▸ **AIM OF THE TASK**
Take every line containing "format" out of the records.

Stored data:
◆ ◆ ◆ ◆ ◆ ◆ ◆
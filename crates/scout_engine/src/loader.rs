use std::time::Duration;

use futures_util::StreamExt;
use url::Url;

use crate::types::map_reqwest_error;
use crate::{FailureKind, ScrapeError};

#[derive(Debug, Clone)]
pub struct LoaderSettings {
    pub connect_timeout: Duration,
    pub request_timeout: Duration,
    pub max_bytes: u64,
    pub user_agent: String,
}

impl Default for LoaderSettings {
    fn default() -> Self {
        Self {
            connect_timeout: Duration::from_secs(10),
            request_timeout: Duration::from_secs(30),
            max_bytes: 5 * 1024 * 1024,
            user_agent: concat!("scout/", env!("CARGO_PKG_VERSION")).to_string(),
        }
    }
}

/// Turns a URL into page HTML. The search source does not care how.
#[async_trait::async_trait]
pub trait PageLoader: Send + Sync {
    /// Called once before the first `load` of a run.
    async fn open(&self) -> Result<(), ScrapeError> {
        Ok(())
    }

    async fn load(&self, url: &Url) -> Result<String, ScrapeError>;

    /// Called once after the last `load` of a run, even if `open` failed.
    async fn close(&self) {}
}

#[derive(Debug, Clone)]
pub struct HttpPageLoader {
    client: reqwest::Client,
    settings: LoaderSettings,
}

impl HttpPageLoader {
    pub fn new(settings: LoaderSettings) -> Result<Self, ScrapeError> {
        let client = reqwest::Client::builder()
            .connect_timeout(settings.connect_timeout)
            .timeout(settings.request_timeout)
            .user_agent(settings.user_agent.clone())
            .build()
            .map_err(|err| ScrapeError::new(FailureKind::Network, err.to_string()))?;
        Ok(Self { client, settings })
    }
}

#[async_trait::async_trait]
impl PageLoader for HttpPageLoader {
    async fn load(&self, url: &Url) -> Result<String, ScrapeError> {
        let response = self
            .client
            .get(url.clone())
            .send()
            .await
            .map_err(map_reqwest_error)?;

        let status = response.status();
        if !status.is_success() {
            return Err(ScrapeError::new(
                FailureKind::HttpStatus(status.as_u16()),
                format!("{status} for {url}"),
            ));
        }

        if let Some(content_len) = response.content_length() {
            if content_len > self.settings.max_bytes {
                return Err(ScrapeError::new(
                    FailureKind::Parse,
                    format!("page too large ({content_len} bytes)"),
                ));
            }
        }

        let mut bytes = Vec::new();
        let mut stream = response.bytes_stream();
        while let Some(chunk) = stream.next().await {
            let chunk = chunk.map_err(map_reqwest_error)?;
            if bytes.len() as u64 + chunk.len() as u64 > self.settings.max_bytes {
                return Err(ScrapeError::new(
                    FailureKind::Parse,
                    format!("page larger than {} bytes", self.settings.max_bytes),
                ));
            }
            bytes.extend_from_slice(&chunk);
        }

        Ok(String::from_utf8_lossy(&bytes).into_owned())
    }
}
◆ ◆ ◆ ◆ ◆ ◆ ◆
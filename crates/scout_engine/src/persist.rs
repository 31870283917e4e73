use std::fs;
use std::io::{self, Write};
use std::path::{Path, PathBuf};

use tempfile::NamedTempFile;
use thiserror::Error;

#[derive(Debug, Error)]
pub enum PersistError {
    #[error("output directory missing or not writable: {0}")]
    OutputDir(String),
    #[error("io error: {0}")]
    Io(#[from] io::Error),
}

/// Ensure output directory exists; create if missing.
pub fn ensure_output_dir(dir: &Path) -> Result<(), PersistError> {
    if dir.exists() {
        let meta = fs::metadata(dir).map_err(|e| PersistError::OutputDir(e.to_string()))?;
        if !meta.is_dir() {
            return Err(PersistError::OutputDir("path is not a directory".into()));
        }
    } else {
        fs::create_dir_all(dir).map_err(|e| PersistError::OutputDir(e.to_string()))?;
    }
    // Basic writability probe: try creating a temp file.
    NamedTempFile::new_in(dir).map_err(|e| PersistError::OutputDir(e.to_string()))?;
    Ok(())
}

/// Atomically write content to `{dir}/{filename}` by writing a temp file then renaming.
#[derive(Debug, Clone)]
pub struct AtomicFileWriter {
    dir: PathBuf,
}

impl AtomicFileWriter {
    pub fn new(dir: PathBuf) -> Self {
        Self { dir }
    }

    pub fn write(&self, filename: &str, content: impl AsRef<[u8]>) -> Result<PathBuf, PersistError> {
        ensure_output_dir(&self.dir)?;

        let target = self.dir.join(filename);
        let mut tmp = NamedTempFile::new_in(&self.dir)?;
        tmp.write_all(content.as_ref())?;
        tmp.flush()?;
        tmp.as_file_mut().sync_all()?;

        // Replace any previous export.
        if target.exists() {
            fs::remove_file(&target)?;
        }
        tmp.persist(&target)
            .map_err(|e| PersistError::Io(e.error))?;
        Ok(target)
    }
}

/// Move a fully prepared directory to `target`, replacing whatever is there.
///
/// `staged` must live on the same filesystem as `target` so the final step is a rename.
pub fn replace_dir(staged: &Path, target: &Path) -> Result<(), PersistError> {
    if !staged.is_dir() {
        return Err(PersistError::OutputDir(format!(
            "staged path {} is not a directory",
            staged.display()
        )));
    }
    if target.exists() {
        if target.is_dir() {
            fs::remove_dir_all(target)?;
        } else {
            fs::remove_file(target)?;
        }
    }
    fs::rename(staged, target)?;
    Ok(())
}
◆ ◆ ◆ ◆ ◆ ◆ ◆
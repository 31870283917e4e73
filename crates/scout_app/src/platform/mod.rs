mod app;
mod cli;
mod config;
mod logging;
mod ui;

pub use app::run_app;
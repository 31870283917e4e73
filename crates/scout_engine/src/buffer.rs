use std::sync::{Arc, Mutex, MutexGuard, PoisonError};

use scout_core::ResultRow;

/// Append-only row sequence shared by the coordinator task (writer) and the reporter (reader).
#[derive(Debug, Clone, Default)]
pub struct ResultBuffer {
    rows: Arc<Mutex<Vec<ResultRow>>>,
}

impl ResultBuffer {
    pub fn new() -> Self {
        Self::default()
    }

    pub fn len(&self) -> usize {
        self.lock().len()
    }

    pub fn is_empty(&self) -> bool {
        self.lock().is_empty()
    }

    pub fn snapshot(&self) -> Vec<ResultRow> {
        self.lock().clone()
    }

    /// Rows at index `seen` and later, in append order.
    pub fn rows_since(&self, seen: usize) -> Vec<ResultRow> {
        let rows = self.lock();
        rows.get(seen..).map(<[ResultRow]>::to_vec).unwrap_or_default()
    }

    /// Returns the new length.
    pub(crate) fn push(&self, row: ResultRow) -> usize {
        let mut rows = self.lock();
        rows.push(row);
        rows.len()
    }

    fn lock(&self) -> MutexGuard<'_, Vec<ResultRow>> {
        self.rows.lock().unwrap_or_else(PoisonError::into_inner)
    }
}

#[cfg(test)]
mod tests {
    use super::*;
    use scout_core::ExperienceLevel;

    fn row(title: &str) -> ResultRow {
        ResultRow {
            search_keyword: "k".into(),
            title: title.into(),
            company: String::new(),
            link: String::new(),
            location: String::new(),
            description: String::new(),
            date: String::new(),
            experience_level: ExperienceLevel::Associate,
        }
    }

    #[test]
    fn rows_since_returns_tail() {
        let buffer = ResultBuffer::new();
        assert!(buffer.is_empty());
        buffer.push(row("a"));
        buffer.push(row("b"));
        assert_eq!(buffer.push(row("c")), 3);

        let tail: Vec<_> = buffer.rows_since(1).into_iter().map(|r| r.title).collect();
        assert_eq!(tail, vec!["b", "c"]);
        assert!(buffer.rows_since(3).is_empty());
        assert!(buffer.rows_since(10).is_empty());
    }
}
◆ ◆ ◆ ◆ ◆ ◆ ◆
▸ **EXERCISE ANSWER**
                format!("{status} for {url}"),
                    format!("page too large ({content_len} bytes)"),
                    format!("page larger than {} bytes", self.settings.max_bytes),
        return Err(PersistError::OutputDir(format!(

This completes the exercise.